As we have explained previously, the LWCF doesn’t come from taxes; rather, it uses some of the royalty revenue that flows to the government from offshore oil and gas drilling — although it almost never receives as much as authorized under the law.
As its name suggests, it is important in preserving significant lands and bodies of water throughout our country. More than 2.37 million acres have been protected by the LWCF.
On top of that, money from the LWCF goes to many local recreational needs, ranging from parks to public swimming pools. Many local government entities in our area have benefited. Here in the Tri-Lakes area, it has been used to upgrade Whiteface Mountain and Mount Van Hoevenberg ahead of the 1980 Olympics, and also to build campgrounds, develop the Visitor Interpretive Centers and establish playgrounds, beaches, ice rinks and ski trails.
Every county in the United States has received LWCF money, through more than 40,000 grants since 1965.
Yet despite the LWCF’s critical importance, there was some doubt earlier this year that it would continue to exist. Thankfully, that doubt was erased in a bill that Congress passed in February and the president signed into law in March.

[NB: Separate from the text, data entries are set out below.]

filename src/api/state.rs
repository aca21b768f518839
use std::sync::Arc;
use crate::{
    config::Settings,
    service::ServiceContext,
};

#[derive(Clone)]
pub struct AppState {
    pub service_context: Arc<ServiceContext>,
    pub settings: Arc<Settings>,
}

impl AppState {
    pub fn new(service_context: Arc<ServiceContext>, settings: Arc<Settings>) -> Self {
        Self {
            service_context,
            settings,
        }
    }
}
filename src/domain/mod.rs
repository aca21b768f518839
pub mod account;
pub mod announcement;

pub use account::*;
pub use announcement::*;
use axum::{
    extract::{Extension, State},
    http::StatusCode,
    Json,
};
use axum_extra::extract::WithRejection;
use serde::{Deserialize, Serialize};
use serde_json::json;
use uuid::Uuid;
use validator::Validate;

use crate::{
    api::{middleware::auth::CurrentUser, state::AppState},
    domain::{Account, CreateAccountRequest, PasswordInput, Role},
    error::{AppError, Result},
};

#[derive(Debug, Serialize)]
pub struct UserDto {
    pub id: Uuid,
    pub username: String,
    pub email: String,
    pub is_staff: bool,
    pub role: Role,
}

impl From<Account> for UserDto {
    fn from(account: Account) -> Self {
        Self {
            id: account.id,
            is_staff: account.is_staff(),
            role: account.role,
            username: account.username,
            email: account.email,
        }
    }
}

#[derive(Debug, Deserialize, Validate)]
pub struct CreateUserDto {
    #[validate(length(min = 1, max = 150, message = "Ensure this field has between 1 and 150 characters."))]
    pub username: String,
    #[validate(email(message = "Enter a valid email address."))]
    pub email: String,
    #[validate(length(min = 1, message = "This field may not be blank."))]
    pub password: String,
    #[serde(default)]
    pub is_staff: bool,
}

#[derive(Debug, Deserialize)]
pub struct ChangePasswordDto {
    pub current_password: String,
    pub new_password: String,
}

// GET /api/users/me/
pub async fn me(Extension(user): Extension<CurrentUser>) -> Json<UserDto> {
    Json(user.account.into())
}

// GET /api/users/list/
pub async fn list(State(state): State<AppState>) -> Result<Json<Vec<UserDto>>> {
    let accounts = state.service_context.account_repo.list_all().await?;

    Ok(Json(accounts.into_iter().map(Into::into).collect()))
}

// POST /api/users/create/
pub async fn create(
    State(state): State<AppState>,
    Extension(user): Extension<CurrentUser>,
    WithRejection(Json(dto), _): WithRejection<Json<CreateUserDto>, AppError>,
) -> Result<(StatusCode, Json<UserDto>)> {
    dto.validate()?;

    let role = if dto.is_staff { Role::Admin } else { Role::Regular };

    let account = state.service_context.account_service
        .create_account(CreateAccountRequest {
            username: dto.username,
            email: dto.email,
            password: PasswordInput::Plain(dto.password),
            role,
        })
        .await?;

    tracing::info!("{} created account {} via API", user.account.username, account.username);

    Ok((StatusCode::CREATED, Json(account.into())))
}

// POST /api/users/change-password/
pub async fn change_password(
    State(state): State<AppState>,
    Extension(user): Extension<CurrentUser>,
    WithRejection(Json(dto), _): WithRejection<Json<ChangePasswordDto>, AppError>,
) -> Result<Json<serde_json::Value>> {
    state.service_context.account_service
        .change_password(&user.account, &dto.current_password, &dto.new_password)
        .await?;

    Ok(Json(json!({
        "detail": "Password updated successfully."
    })))
}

But now the question of ensuring the program is funded has come up. A bill sponsored by U.S. Sens. Joe Manchin, D-West Virginia, and Cory Gardner, R-Colorado, would resolve that. The measure, S.1081, would guarantee the agency is authorized for $900 million annually.
A bipartisan coalition of lawmakers are co-sponsoring this bill. The Senate and the House of Representatives should approve it as soon as possible, then sent to the president for his signature.